=== Begin Enclosure ===
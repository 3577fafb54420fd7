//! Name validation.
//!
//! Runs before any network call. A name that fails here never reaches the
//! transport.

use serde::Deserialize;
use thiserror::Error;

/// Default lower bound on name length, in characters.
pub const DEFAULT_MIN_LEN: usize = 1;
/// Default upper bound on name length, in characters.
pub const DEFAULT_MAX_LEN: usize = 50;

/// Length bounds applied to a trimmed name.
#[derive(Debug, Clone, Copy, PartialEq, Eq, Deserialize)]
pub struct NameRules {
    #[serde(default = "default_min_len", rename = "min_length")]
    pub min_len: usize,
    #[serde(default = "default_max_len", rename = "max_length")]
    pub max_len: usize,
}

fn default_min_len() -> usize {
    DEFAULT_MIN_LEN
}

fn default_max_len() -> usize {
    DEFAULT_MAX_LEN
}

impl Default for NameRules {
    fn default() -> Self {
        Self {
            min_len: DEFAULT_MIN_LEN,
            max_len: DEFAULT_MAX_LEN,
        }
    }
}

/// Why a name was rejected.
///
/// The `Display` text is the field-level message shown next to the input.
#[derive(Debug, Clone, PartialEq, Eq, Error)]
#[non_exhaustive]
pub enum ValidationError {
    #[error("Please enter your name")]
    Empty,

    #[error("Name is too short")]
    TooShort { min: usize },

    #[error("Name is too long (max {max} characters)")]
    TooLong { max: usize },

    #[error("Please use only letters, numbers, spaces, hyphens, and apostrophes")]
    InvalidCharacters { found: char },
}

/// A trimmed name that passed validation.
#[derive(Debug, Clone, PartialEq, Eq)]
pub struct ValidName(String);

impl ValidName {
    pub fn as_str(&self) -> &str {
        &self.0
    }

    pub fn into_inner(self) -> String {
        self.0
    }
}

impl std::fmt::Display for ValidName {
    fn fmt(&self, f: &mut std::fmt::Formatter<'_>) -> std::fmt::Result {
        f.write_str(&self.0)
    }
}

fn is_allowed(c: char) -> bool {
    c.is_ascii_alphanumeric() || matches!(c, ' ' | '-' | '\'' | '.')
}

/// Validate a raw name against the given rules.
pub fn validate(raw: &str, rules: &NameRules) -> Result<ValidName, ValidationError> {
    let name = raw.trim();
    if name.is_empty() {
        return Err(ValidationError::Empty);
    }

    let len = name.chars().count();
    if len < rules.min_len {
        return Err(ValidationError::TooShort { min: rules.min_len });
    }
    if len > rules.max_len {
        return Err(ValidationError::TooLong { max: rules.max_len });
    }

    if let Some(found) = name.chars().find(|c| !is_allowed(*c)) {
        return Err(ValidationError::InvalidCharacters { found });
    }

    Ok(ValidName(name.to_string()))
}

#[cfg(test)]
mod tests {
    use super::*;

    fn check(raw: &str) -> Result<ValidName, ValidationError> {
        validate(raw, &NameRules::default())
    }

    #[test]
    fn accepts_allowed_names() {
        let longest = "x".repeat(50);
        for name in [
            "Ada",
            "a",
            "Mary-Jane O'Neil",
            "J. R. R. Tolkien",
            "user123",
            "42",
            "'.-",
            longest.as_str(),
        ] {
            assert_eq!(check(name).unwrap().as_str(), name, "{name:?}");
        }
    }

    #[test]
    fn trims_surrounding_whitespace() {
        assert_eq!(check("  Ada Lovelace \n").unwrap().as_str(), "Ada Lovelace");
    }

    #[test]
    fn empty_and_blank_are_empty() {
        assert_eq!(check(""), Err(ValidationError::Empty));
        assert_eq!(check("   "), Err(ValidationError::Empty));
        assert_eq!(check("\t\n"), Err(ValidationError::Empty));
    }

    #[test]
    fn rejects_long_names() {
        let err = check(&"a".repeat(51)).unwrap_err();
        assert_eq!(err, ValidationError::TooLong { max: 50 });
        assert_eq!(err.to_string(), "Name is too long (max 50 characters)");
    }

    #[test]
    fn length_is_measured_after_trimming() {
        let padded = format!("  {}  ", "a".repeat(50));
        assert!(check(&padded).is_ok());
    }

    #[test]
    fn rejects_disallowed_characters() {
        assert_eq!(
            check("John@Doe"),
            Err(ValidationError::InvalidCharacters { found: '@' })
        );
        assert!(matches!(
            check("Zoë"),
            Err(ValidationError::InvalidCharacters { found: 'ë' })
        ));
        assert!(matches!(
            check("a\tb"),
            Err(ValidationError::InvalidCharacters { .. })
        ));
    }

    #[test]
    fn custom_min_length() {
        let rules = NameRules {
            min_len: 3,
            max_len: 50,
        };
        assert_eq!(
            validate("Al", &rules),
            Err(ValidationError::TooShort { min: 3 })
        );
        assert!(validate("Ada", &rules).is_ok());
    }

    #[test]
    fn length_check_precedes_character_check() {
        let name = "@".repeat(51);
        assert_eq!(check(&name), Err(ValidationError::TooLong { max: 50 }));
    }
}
=== End Enclosure ===
=== Begin Enclosure ===
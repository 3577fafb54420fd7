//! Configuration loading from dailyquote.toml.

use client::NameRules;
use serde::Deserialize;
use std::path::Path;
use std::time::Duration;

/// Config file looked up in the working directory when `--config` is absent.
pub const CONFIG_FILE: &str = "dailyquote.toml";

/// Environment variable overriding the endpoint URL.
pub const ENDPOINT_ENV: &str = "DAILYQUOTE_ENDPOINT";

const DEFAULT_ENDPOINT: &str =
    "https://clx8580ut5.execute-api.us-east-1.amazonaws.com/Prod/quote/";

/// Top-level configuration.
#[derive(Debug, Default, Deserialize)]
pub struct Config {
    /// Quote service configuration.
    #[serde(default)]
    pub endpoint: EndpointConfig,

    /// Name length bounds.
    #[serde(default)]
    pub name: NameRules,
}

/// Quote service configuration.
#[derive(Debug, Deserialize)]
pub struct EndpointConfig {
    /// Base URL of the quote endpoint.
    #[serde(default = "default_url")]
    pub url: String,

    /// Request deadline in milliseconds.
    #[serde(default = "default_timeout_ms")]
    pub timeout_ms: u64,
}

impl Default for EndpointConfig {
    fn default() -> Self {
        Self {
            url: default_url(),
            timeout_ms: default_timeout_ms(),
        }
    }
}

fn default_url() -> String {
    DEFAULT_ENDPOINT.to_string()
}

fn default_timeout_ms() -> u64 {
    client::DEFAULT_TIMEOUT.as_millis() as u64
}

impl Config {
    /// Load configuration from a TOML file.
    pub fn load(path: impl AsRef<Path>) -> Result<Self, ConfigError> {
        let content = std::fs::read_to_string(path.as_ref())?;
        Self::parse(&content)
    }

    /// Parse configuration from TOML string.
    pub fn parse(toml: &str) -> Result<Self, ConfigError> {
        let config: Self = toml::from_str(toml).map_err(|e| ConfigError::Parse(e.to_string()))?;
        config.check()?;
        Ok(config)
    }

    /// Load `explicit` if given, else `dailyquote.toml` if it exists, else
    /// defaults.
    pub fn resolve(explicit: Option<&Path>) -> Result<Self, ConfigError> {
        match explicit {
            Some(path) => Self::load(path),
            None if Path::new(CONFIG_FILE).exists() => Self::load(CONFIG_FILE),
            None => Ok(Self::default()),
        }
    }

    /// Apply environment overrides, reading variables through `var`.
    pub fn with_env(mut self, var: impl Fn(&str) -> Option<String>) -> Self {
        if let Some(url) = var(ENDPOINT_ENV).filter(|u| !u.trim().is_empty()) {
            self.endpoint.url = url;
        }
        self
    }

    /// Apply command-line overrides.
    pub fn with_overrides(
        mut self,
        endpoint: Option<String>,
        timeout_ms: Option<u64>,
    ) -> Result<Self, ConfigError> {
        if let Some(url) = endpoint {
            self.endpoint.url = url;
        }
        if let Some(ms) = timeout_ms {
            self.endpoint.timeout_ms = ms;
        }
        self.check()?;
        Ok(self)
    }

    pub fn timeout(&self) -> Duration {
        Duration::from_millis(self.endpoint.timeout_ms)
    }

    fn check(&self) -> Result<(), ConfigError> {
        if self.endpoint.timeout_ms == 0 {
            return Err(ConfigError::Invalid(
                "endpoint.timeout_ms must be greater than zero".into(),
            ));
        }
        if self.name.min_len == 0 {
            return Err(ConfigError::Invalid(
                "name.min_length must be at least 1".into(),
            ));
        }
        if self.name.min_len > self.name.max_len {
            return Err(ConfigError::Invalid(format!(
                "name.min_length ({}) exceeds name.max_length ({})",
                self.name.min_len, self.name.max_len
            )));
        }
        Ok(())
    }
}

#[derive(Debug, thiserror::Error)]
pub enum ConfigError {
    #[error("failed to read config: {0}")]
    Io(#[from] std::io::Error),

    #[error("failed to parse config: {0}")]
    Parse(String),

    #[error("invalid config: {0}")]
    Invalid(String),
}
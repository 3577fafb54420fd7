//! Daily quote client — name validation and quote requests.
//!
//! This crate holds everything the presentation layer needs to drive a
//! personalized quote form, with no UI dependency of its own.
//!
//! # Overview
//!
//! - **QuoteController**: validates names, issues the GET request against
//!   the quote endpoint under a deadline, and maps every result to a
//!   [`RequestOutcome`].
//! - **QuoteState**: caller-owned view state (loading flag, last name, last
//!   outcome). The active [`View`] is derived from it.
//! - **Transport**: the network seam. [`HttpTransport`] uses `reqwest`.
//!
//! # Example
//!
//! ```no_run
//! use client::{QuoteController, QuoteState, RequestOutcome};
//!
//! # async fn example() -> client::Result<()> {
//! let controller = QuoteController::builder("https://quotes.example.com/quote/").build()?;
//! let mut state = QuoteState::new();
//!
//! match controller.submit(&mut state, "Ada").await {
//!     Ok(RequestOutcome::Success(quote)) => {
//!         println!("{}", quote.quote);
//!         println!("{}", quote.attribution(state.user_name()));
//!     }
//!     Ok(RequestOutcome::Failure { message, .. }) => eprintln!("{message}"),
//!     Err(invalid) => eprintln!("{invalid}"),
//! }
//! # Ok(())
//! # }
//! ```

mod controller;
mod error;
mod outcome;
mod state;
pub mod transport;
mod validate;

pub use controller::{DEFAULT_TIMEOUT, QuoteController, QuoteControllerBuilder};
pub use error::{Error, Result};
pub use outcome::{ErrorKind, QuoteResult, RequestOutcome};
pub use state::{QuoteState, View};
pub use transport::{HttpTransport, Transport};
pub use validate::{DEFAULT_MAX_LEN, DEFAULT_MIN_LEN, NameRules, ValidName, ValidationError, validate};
=== End Enclosure ===
=== Begin Enclosure ===
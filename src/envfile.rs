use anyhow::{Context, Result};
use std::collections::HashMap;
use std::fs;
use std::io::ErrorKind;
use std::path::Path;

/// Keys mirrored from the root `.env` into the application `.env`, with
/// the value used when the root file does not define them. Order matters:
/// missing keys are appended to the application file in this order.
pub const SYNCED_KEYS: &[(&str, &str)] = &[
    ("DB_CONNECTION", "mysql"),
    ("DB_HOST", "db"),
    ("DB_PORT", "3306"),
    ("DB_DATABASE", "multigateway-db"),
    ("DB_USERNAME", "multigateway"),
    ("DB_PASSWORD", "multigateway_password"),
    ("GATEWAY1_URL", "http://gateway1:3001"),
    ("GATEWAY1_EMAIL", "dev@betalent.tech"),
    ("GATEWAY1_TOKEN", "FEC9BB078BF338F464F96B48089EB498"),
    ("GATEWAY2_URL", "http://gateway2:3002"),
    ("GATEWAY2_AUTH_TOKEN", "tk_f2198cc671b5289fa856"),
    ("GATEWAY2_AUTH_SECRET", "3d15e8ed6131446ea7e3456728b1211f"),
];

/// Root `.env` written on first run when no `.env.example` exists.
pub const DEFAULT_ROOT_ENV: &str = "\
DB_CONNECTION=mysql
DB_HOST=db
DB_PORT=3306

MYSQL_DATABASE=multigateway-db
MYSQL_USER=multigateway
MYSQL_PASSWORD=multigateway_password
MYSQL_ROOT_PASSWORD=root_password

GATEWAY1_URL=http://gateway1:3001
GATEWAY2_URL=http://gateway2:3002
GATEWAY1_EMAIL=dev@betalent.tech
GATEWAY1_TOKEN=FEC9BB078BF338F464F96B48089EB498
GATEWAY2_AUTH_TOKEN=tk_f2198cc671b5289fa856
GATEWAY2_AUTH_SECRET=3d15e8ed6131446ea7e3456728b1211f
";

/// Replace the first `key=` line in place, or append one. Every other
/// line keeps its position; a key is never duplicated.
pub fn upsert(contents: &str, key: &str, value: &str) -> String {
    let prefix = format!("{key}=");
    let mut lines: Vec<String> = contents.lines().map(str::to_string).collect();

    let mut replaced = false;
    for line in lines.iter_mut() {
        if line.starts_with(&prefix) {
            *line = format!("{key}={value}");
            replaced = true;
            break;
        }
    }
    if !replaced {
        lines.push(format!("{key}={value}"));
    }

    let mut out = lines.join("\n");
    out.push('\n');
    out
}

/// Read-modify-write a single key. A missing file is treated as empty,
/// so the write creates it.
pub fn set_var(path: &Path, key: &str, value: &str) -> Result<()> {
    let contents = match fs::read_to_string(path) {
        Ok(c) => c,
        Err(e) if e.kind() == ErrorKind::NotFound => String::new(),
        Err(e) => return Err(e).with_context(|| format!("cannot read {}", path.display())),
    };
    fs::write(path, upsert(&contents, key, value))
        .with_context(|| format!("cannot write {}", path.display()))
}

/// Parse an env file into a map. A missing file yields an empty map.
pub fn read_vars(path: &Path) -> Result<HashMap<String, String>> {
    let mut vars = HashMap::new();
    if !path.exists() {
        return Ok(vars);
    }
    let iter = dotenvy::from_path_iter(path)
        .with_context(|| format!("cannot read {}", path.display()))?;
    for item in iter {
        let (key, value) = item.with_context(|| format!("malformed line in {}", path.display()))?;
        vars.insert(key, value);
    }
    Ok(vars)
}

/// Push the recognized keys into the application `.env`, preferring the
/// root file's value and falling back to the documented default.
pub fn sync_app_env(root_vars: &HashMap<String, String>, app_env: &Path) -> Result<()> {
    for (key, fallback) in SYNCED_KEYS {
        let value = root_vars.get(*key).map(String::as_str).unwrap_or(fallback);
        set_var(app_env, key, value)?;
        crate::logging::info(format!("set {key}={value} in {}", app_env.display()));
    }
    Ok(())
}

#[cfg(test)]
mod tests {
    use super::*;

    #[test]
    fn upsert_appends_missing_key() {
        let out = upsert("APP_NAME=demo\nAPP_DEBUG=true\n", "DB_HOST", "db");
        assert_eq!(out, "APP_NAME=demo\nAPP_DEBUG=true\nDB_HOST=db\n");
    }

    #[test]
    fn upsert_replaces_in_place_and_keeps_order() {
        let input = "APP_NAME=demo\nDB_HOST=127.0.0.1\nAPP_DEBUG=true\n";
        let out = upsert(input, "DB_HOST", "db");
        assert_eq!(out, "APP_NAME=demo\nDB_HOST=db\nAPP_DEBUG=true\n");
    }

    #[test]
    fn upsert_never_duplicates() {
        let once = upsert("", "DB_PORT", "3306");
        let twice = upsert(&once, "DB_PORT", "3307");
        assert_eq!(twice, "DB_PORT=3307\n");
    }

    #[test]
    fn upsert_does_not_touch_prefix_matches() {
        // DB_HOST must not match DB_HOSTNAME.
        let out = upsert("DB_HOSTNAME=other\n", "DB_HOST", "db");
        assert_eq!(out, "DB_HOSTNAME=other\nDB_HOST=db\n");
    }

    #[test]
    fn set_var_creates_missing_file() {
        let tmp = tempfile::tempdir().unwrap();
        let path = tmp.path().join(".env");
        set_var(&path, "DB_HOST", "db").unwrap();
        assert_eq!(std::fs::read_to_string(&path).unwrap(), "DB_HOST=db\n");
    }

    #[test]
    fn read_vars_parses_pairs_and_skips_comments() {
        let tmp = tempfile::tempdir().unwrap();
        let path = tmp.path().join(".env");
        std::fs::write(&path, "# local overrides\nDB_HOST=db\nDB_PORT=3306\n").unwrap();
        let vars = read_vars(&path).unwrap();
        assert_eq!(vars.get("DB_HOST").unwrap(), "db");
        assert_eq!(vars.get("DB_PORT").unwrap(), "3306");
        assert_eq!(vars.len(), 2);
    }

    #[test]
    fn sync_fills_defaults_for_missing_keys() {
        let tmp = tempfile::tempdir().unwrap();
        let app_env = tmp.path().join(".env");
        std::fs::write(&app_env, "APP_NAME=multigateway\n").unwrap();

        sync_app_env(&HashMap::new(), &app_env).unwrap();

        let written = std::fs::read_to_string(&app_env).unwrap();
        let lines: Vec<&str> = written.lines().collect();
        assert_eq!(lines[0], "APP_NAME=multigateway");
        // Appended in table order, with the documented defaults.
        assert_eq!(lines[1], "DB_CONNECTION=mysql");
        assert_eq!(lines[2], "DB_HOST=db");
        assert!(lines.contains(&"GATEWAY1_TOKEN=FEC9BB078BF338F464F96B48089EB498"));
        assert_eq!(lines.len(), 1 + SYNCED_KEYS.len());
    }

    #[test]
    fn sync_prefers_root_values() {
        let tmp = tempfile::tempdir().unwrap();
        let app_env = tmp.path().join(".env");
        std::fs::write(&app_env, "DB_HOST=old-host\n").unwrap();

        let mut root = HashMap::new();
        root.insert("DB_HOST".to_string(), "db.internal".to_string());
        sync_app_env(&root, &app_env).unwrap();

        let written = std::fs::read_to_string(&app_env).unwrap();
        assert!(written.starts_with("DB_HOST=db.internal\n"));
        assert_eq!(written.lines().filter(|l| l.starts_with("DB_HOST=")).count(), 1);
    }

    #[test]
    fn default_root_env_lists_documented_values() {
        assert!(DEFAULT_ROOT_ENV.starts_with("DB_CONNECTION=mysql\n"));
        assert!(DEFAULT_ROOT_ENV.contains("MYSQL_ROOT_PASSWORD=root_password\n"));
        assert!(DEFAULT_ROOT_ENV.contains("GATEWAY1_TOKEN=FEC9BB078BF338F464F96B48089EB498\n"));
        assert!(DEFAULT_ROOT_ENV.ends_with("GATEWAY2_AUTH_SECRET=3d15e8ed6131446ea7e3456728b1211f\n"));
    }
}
=== End Enclosure ===
* [Assignment]:
State how many lines above contain the word "bounds", and nothing more.

* [Exercise solution]:
2